Il y a consensus parmi les féministes rencontrées à propos de la pertinence des groupes non mixtes dans la lutte pour l’égalité des sexes. Ce mode d’organisation est efficace dans le mouvement des femmes, selon la doctorante en science politique à l’Université Laval, Stéphanie Mayer. «Ça permet notamment une plus grande liberté dans leurs prises de décision», soulève cette ancienne étudiante de l’UQAM. Avec les dénonciations massives de harcèlement et d’agressions sexuelles, la non-mixité offre une forme de sécurité à celles qui en ont besoin. «Ça aide les femmes à être plus à l’aise d’en parler», explique Catherine Guay-Dorion.

La collaboration des hommes est souhaitable pour l’avancement de la cause, estime Stéphanie Mayer, auteure d’un mémoire sur la question de la non-mixité. «Les femmes se sont organisées entre elles, et elles ont voulu mettre leurs voix en commun, élabore-t-elle. Mais on souhaite toutes, en temps que féministes, que les hommes se portent solidaires et qu’ils dénoncent eux aussi les comportements inégalitaires.»

Le Centre des femmes de l’UQAM se doit d’être mixte puisqu’il relève des Services à la vie étudiante de l’université. L’administration offre néanmoins une certaine flexibilité pour le groupe féministe en fonction des différentes thématiques de leurs activités. «Lorsqu’il est question d’agression sexuelle, on préfère organiser des activités non mixtes, explique Audrey Lefrançois- Coutu. C’est un sujet délicat qui marque les personnes touchées. On a senti de la compréhension du côté des Services à la vie étudiante.»

Bien que les hommes et les femmes puissent se présenter pour être membres de l’exécutif du Centre, seules des femmes ont pris ces responsabilités depuis de nombreuses années. Pour pallier les problèmes de harcèlement et d’agressions sexuelles, le Centre des femmes de l’UQAM milite pour la mise en place d’un groupe de soutien et de prévention à l’université. «Le Centre des femmes est un groupe d’information, mais on n’a pas la formation pour répondre efficacement à une personne en détresse», explique Audrey Lefrançois-Coutu. Les militantes du Centre pensent que le soutien aux victimes fait défaut à l’UQAM. «Pour l’instant, quand une femme veut porter plainte, elle doit aller voir une secrétaire, s’indigne la présidente du Centre des femmes.
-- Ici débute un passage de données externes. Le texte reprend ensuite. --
use log::*;

mod aiming;
mod compare;
mod conditions;
mod distant;
mod flank;
mod generate;
mod graph;
mod network;
mod output;
mod raw_network;
mod route;
mod route_graph;
mod search;
mod signal;
#[cfg(test)]
mod testnet;

use conditions::{ConditionFilter, Conditions, NoConditions};
use generate::GeneratorConfig;
use network::NetworkError;
use signal::RouteClass;
use std::path::PathBuf;
use std::str::FromStr;
use structopt::StructOpt;

#[derive(Debug)]
pub enum Mode {
    Write,
    Compare,
    Stats,
}

impl FromStr for Mode {
    type Err = &'static str;
    fn from_str(mode: &str) -> Result<Self, Self::Err> {
        match mode {
            "write" => Ok(Mode::Write),
            "compare" => Ok(Mode::Compare),
            "stats" => Ok(Mode::Stats),
            _ => Err("Could not parse mode."),
        }
    }
}

#[derive(Debug, StructOpt)]
#[structopt(name = "routegen", about = "Interlocking route generator.")]
struct Opt {
    /// Network description (JSON)
    #[structopt(name = "FILE")]
    #[structopt(parse(from_os_str))]
    file: PathBuf,

    /// Module to generate routes for. Defaults to the first module in the file.
    #[structopt(long)]
    module: Option<String>,

    /// Comma-separated route classes: shunting, train, display, advance
    #[structopt(long, default_value = "train", use_delimiter = true)]
    classes: Vec<RouteClass>,

    /// Keep every path to a target signal, not only the first one found.
    #[structopt(long)]
    alternative_paths: bool,

    /// Add flank protection switch settings to train routes.
    #[structopt(long)]
    flank_protection: bool,

    /// Number routes with the same start and end signal.
    #[structopt(long)]
    numbering: bool,

    /// Switch conditions for routes with several possible paths (JSON)
    #[structopt(long)]
    #[structopt(parse(from_os_str))]
    conditions: Option<PathBuf>,

    /// "write" outputs the generated routes, "compare" reports differences to the routes
    /// stored in the module, "stats" prints network and route counts.
    #[structopt(long, default_value = "write")]
    mode: Mode,

    /// Write routes JSON to this file.
    #[structopt(short)]
    #[structopt(parse(from_os_str))]
    output: Option<PathBuf>,

    /// Activate debug mode
    #[structopt(short, long)]
    verbose: bool,

    /// Debug log output also in release builds.
    #[structopt(long)]
    debug: bool,

    /// Print timing of the phases.
    #[structopt(long)]
    profile: bool,
}

fn run(opt: &Opt) -> Result<i32, NetworkError> {
    let net = {
        let _h = hprof::enter("load");
        trace!("Loading file {}", opt.file.display());
        network::load(&opt.file)?
    };

    let module = match &opt.module {
        Some(name) => net
            .module_by_name(name)
            .ok_or_else(|| NetworkError::ModuleNotFound(name.clone()))?,
        None => 0,
    };

    let conditions: Box<dyn ConditionFilter> = match &opt.conditions {
        Some(path) => Box::new(Conditions::load(path)?),
        None => Box::new(NoConditions),
    };

    let config = GeneratorConfig {
        classes: opt.classes.clone(),
        alternative_paths: opt.alternative_paths,
        flank_protection: opt.flank_protection,
        numbering: opt.numbering,
    };
    info!("{:#?}", config);

    let mut generated = generate::generate(&net, module, &config, conditions.as_ref());
    output::sort_routes(&mut generated.routes);

    let _h = hprof::enter("output");
    match opt.mode {
        Mode::Write => {
            print!("{}", output::print_routes(&generated.routes));
            if let Some(f) = &opt.output {
                output::write_routes_json(f, &net, module, &generated.routes, &generated.catalog).map_err(
                    |source| NetworkError::Io {
                        path: f.clone(),
                        source,
                    },
                )?;
                info!("Wrote {} routes to file {}", generated.routes.len(), f.display());
            }
            Ok(0)
        }
        Mode::Compare => {
            let differences = compare::compare(&net.modules[module].stored_routes, &generated.routes);
            println!("{} differences", differences);
            Ok(if differences > 0 { 2 } else { 0 })
        }
        Mode::Stats => {
            print!("{}", output::stats(&net, &generated.routes));
            Ok(0)
        }
    }
}

fn main() {
    let _h1 = hprof::enter("init");

    let opt = Opt::from_args();
    let level = if opt.debug {
        LevelFilter::Debug
    } else if opt.verbose {
        if cfg!(debug_assertions) {
            LevelFilter::Debug
        } else {
            LevelFilter::Info
        }
    } else {
        LevelFilter::Error
    };
    if let Err(e) = simple_logger::SimpleLogger::new().with_level(level).init() {
        eprintln!("Could not initialize logging: {}", e);
    }
    info!("{:#?}", opt);
    drop(_h1);

    let status = match run(&opt) {
        Ok(status) => status,
        Err(e) => {
            error!("{}", e);
            1
        }
    };

    hprof::end_frame();
    if opt.profile {
        hprof::profiler().print_timing();
    }
    std::process::exit(status);
}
Ça nous prend une organisation structurée avec des intervenantes professionnelles. » Les deux étudiantes estiment qu’un fonctionnement non mixte devrait être envisagé. «Ça prendrait du moins une approche féministe comme les victimes sont bien souvent des femmes», ajoute Catherine Guay-Dorion.
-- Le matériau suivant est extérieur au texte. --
//! Shutdown coordination for background tasks.

use std::sync::atomic::{AtomicBool, Ordering};

use tokio::sync::broadcast;

/// Coordinator for graceful shutdown.
///
/// Long-running tasks (health checker, passive listener, reconnect trigger)
/// subscribe and exit their loops when the signal fires.
pub struct Shutdown {
    tx: broadcast::Sender<()>,
    triggered: AtomicBool,
}

impl Shutdown {
    pub fn new() -> Self {
        let (tx, _) = broadcast::channel(1);
        Self {
            tx,
            triggered: AtomicBool::new(false),
        }
    }

    /// Subscribe to the shutdown signal.
    pub fn subscribe(&self) -> broadcast::Receiver<()> {
        self.tx.subscribe()
    }

    /// Fire the signal. Returns false if it had already fired.
    pub fn trigger(&self) -> bool {
        if self.triggered.swap(true, Ordering::AcqRel) {
            return false;
        }
        let _ = self.tx.send(());
        true
    }

    pub fn is_triggered(&self) -> bool {
        self.triggered.load(Ordering::Acquire)
    }

    /// Number of tasks still listening.
    pub fn receiver_count(&self) -> usize {
        self.tx.receiver_count()
    }
}

impl Default for Shutdown {
    fn default() -> Self {
        Self::new()
    }
}

#[cfg(test)]
mod tests {
    use super::*;

    #[tokio::test]
    async fn test_trigger_once() {
        let shutdown = Shutdown::new();
        let mut rx = shutdown.subscribe();
        assert_eq!(shutdown.receiver_count(), 1);

        assert!(shutdown.trigger());
        assert!(!shutdown.trigger());
        assert!(shutdown.is_triggered());
        assert!(rx.recv().await.is_ok());
    }
}
//! Connectivity service wiring.
//!
//! # Responsibilities
//! - Build monitor, queue, replayer and executor from one `ClientConfig`
//! - Spawn the health checker, passive listener and reconnect trigger
//! - Drain the offline queue when connectivity returns after Disconnected/Error
//! - Publish every `DrainReport` to interested callers
//! - Stop all background work on shutdown
//!
//! # Design Decisions
//! - Explicitly constructed and passed around; there is no global instance
//! - The whole `ClientConfig` is validated before anything is built
//! - Transport and Clock are injected so tests can substitute fakes
//! - Each drain runs on its own task; the queue's single-flight guard turns a
//!   trigger that arrives mid-drain into a no-op
//! - Shutdown waits for an in-flight drain to finish its pass

use std::sync::{Arc, Mutex};

use thiserror::Error;
use tokio::sync::{broadcast, mpsc};
use tokio::task::{JoinHandle, JoinSet};

use crate::clock::Clock;
use crate::config::loader::join_errors;
use crate::config::validation::{validate_config, ValidationError};
use crate::config::ClientConfig;
use crate::connectivity::passive::run_passive_listener;
use crate::connectivity::{ConnectivityMonitor, HealthChecker, PassiveSignal, ProbeSettings, StateTransition};
use crate::executor::RequestExecutor;
use crate::lifecycle::Shutdown;
use crate::queue::{DrainReport, OfflineQueue, OperationHandler, QueueSettings, Replayer, TransportReplayer};
use crate::resilience::policy::{PolicyError, RetryPolicy};
use crate::transport::Transport;

const PASSIVE_CHANNEL_CAPACITY: usize = 16;
const REPORT_CHANNEL_CAPACITY: usize = 16;

#[derive(Debug, Error)]
pub enum ServiceError {
    #[error("invalid configuration: {}", join_errors(.0))]
    Config(Vec<ValidationError>),

    #[error("invalid retry policy: {0}")]
    Policy(#[from] PolicyError),

    #[error("service already started")]
    AlreadyStarted,

    #[error("service has been shut down")]
    ShutDown,
}

pub struct ConnectivityService {
    monitor: Arc<ConnectivityMonitor>,
    queue: Arc<OfflineQueue>,
    executor: Arc<RequestExecutor>,
    replayer: Arc<TransportReplayer>,
    transport: Arc<dyn Transport>,
    clock: Arc<dyn Clock>,
    probe: Option<ProbeSettings>,
    shutdown: Shutdown,
    reports: broadcast::Sender<DrainReport>,
    passive_tx: mpsc::Sender<PassiveSignal>,
    passive_rx: Mutex<Option<mpsc::Receiver<PassiveSignal>>>,
    tasks: Mutex<Vec<JoinHandle<()>>>,
}

impl ConnectivityService {
    pub fn new(
        config: &ClientConfig,
        transport: Arc<dyn Transport>,
        clock: Arc<dyn Clock>,
    ) -> Result<Self, ServiceError> {
        validate_config(config).map_err(ServiceError::Config)?;
        let policy = RetryPolicy::try_from(&config.retry)?;
        let monitor = Arc::new(ConnectivityMonitor::new(clock.clone()));
        let queue = Arc::new(OfflineQueue::new(QueueSettings::from(&config.queue), clock.clone()));
        let executor = Arc::new(RequestExecutor::new(
            transport.clone(),
            monitor.clone(),
            queue.clone(),
            clock.clone(),
            policy,
            config.queue.default_max_attempts,
        ));
        let replayer = Arc::new(TransportReplayer::new(transport.clone()));
        let probe = config.probe.enabled.then(|| ProbeSettings::from(&config.probe));
        let (reports, _) = broadcast::channel(REPORT_CHANNEL_CAPACITY);
        let (passive_tx, passive_rx) = mpsc::channel(PASSIVE_CHANNEL_CAPACITY);

        Ok(Self {
            monitor,
            queue,
            executor,
            replayer,
            transport,
            clock,
            probe,
            shutdown: Shutdown::new(),
            reports,
            passive_tx,
            passive_rx: Mutex::new(Some(passive_rx)),
            tasks: Mutex::new(Vec::new()),
        })
    }

    pub fn monitor(&self) -> &Arc<ConnectivityMonitor> {
        &self.monitor
    }

    pub fn queue(&self) -> &Arc<OfflineQueue> {
        &self.queue
    }

    pub fn executor(&self) -> &Arc<RequestExecutor> {
        &self.executor
    }

    /// Channel for platform interface up/down notifications.
    pub fn passive_sender(&self) -> mpsc::Sender<PassiveSignal> {
        self.passive_tx.clone()
    }

    /// Receive a report after every drain pass, including terminal failures.
    pub fn drain_reports(&self) -> broadcast::Receiver<DrainReport> {
        self.reports.subscribe()
    }

    /// Register the replay handler for `Named` operations called `name`.
    pub fn register_handler(&self, name: impl Into<String>, handler: Arc<dyn OperationHandler>) {
        self.replayer.register_handler(name, handler);
    }

    /// Spawn background tasks. Must be called from within a tokio runtime.
    pub fn start(&self) -> Result<(), ServiceError> {
        if self.shutdown.is_triggered() {
            return Err(ServiceError::ShutDown);
        }
        let passive_rx = self
            .passive_rx
            .lock()
            .expect("passive receiver mutex poisoned")
            .take()
            .ok_or(ServiceError::AlreadyStarted)?;

        let mut tasks = self.tasks.lock().expect("task list mutex poisoned");

        tasks.push(tokio::spawn(run_passive_listener(
            self.monitor.clone(),
            passive_rx,
            self.shutdown.subscribe(),
        )));

        let trigger = ReconnectTrigger {
            monitor: self.monitor.clone(),
            queue: self.queue.clone(),
            replayer: self.replayer.clone(),
            reports: self.reports.clone(),
        };
        let transitions = self.monitor.subscribe();
        tasks.push(tokio::spawn(trigger.run(transitions, self.shutdown.subscribe())));

        match &self.probe {
            Some(settings) => {
                let checker = HealthChecker::new(
                    self.monitor.clone(),
                    self.transport.clone(),
                    self.clock.clone(),
                    settings.clone(),
                );
                tasks.push(tokio::spawn(checker.run(self.shutdown.subscribe())));
            }
            None => tracing::info!("Active health checks disabled"),
        }

        tracing::info!(tasks = tasks.len(), "Connectivity service started");
        Ok(())
    }

    /// Stop probes and further drains, then wait for background tasks to exit.
    pub async fn shutdown(&self) {
        let listeners = self.shutdown.receiver_count();
        if !self.shutdown.trigger() {
            return;
        }
        tracing::info!(listeners, "Shutdown signalled to background tasks");
        let tasks: Vec<_> = self
            .tasks
            .lock()
            .expect("task list mutex poisoned")
            .drain(..)
            .collect();
        for task in tasks {
            if let Err(e) = task.await {
                tracing::error!(error = %e, "Background task failed during shutdown");
            }
        }
        tracing::info!(queued = self.queue.len(), "Connectivity service stopped");
    }
}

impl std::fmt::Debug for ConnectivityService {
    fn fmt(&self, f: &mut std::fmt::Formatter<'_>) -> std::fmt::Result {
        f.debug_struct("ConnectivityService")
            .field("monitor", &self.monitor)
            .field("queue", &self.queue)
            .field("probe", &self.probe)
            .finish()
    }
}

/// Watches transitions and drains the queue on reconnect.
struct ReconnectTrigger {
    monitor: Arc<ConnectivityMonitor>,
    queue: Arc<OfflineQueue>,
    replayer: Arc<TransportReplayer>,
    reports: broadcast::Sender<DrainReport>,
}

impl ReconnectTrigger {
    async fn run(
        self,
        mut transitions: mpsc::UnboundedReceiver<StateTransition>,
        mut shutdown: broadcast::Receiver<()>,
    ) {
        let mut was_offline = self.monitor.current_state().is_offline();
        let mut drains = JoinSet::new();

        loop {
            tokio::select! {
                transition = transitions.recv() => match transition {
                    Some(transition) => {
                        if transition.to.is_offline() {
                            was_offline = true;
                        } else if transition.to.is_connected() && was_offline {
                            was_offline = false;
                            tracing::info!(from = %transition.from, "Connectivity restored, draining offline queue");
                            self.spawn_drain(&mut drains);
                        }
                    }
                    None => break,
                },
                Some(finished) = drains.join_next(), if !drains.is_empty() => {
                    if let Err(e) = finished {
                        tracing::error!(error = %e, "Drain task failed");
                    }
                }
                _ = shutdown.recv() => {
                    tracing::info!("Reconnect trigger received shutdown signal, exiting loop");
                    break;
                }
            }
        }

        while let Some(finished) = drains.join_next().await {
            if let Err(e) = finished {
                tracing::error!(error = %e, "Drain task failed");
            }
        }
    }

    fn spawn_drain(&self, drains: &mut JoinSet<()>) {
        let queue = self.queue.clone();
        let replayer = self.replayer.clone();
        let reports = self.reports.clone();
        drains.spawn(async move {
            let replayer: &dyn Replayer = replayer.as_ref();
            if let Some(report) = queue.drain(replayer).await {
                if report.has_losses() {
                    tracing::warn!(
                        dropped = report.dropped.len(),
                        expired = report.expired.len(),
                        "Offline operations were lost during sync"
                    );
                }
                let _ = reports.send(report);
            }
        });
    }
}

#[cfg(test)]
mod tests {
    use super::*;
    use crate::clock::TokioClock;
    use crate::transport::{Request, Response, TransportError};
    use futures_util::future::BoxFuture;

    struct AlwaysOk;

    impl Transport for AlwaysOk {
        fn send(&self, _request: Request) -> BoxFuture<'_, Result<Response, TransportError>> {
            Box::pin(async { Ok(Response::new(200, "")) })
        }
    }

    fn service() -> ConnectivityService {
        let mut config = ClientConfig::default();
        config.probe.enabled = false;
        ConnectivityService::new(&config, Arc::new(AlwaysOk), Arc::new(TokioClock)).unwrap()
    }

    #[tokio::test]
    async fn test_start_twice_is_rejected() {
        let service = service();
        service.start().unwrap();
        assert!(matches!(service.start(), Err(ServiceError::AlreadyStarted)));
        service.shutdown().await;
        assert!(matches!(service.start(), Err(ServiceError::ShutDown)));
    }

    #[tokio::test]
    async fn test_invalid_policy_rejected() {
        let mut config = ClientConfig::default();
        config.retry.backoff_multiplier = 0.5;
        let err = ConnectivityService::new(&config, Arc::new(AlwaysOk), Arc::new(TokioClock)).unwrap_err();
        match err {
            ServiceError::Config(errors) => assert_eq!(errors[0].field, "retry.backoff_multiplier"),
            other => panic!("expected config error, got {:?}", other),
        }
    }

    #[tokio::test]
    async fn test_zero_health_interval_rejected() {
        let mut config = ClientConfig::default();
        config.probe.interval_secs = 0;
        config.queue.capacity = 0;
        let err = ConnectivityService::new(&config, Arc::new(AlwaysOk), Arc::new(TokioClock)).unwrap_err();

        let ServiceError::Config(errors) = &err else {
            panic!("expected config error, got {:?}", err);
        };
        let fields: Vec<_> = errors.iter().map(|e| e.field).collect();
        assert_eq!(fields, vec!["queue.capacity", "probe.interval_secs"]);
        assert!(err.to_string().contains("probe.interval_secs: must be greater than 0"));
    }

    #[tokio::test]
    async fn test_background_tasks_listen_for_shutdown() {
        let service = service();
        service.start().unwrap();
        // Passive listener and reconnect trigger; health checks are disabled.
        assert_eq!(service.shutdown.receiver_count(), 2);

        service.shutdown().await;
        assert_eq!(service.shutdown.receiver_count(), 0);
    }

    #[tokio::test]
    async fn test_passive_sender_drives_monitor() {
        let service = service();
        service.start().unwrap();
        let mut transitions = service.monitor().subscribe();

        service.passive_sender().send(PassiveSignal::InterfaceDown).await.unwrap();
        let transition = transitions.recv().await.unwrap();
        assert!(transition.to.is_offline());

        service.shutdown().await;
    }
}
Un problème de longue date

Les militantes tiennent à rappeler que le problème des agressions sexuelles est un combat de tous les jours depuis longtemps ignoré. «On en parle beaucoup maintenant, mais il faut rappeler que ce ne sont pas des cas isolés, tient à spécifier Audrey Lefrançois-Coutu. Il y en a tous les ans, on en a même vu l’an passé à l’UQAM. C’est un problème récurrent.» Par exemple, au poste de police du quartier 21 où se situe l’UQAM, les policiers ont dû gérer plus de 40 plaintes par année depuis les 10 dernières années. «[Au Centre des femmes] c’est une réalité à laquelle on doit tout le temps faire face à défaut  d’avoir un Centre de prévention des agressions sexuelles à l’UQAM», rappelle la présidente. Selon Stéphanie Mayer, la non-mixité reste un mode d’organisation à préconiser dans la lutte aux agressions sexuelles. «Chacun a un rôle à jouer dans la transformation des rapports sociaux, soutient la doctorante. Je pense quand même que c’est plus facile de s’organiser dans la non-mixité.»

À l’université, un pas de l’avant a été fait, avec l’ouverture d’un deuxième poste temporaire au Bureau d’intervention et de prévention en matière de harcèlement, afin de gérer un plus grand nombres de plaintes.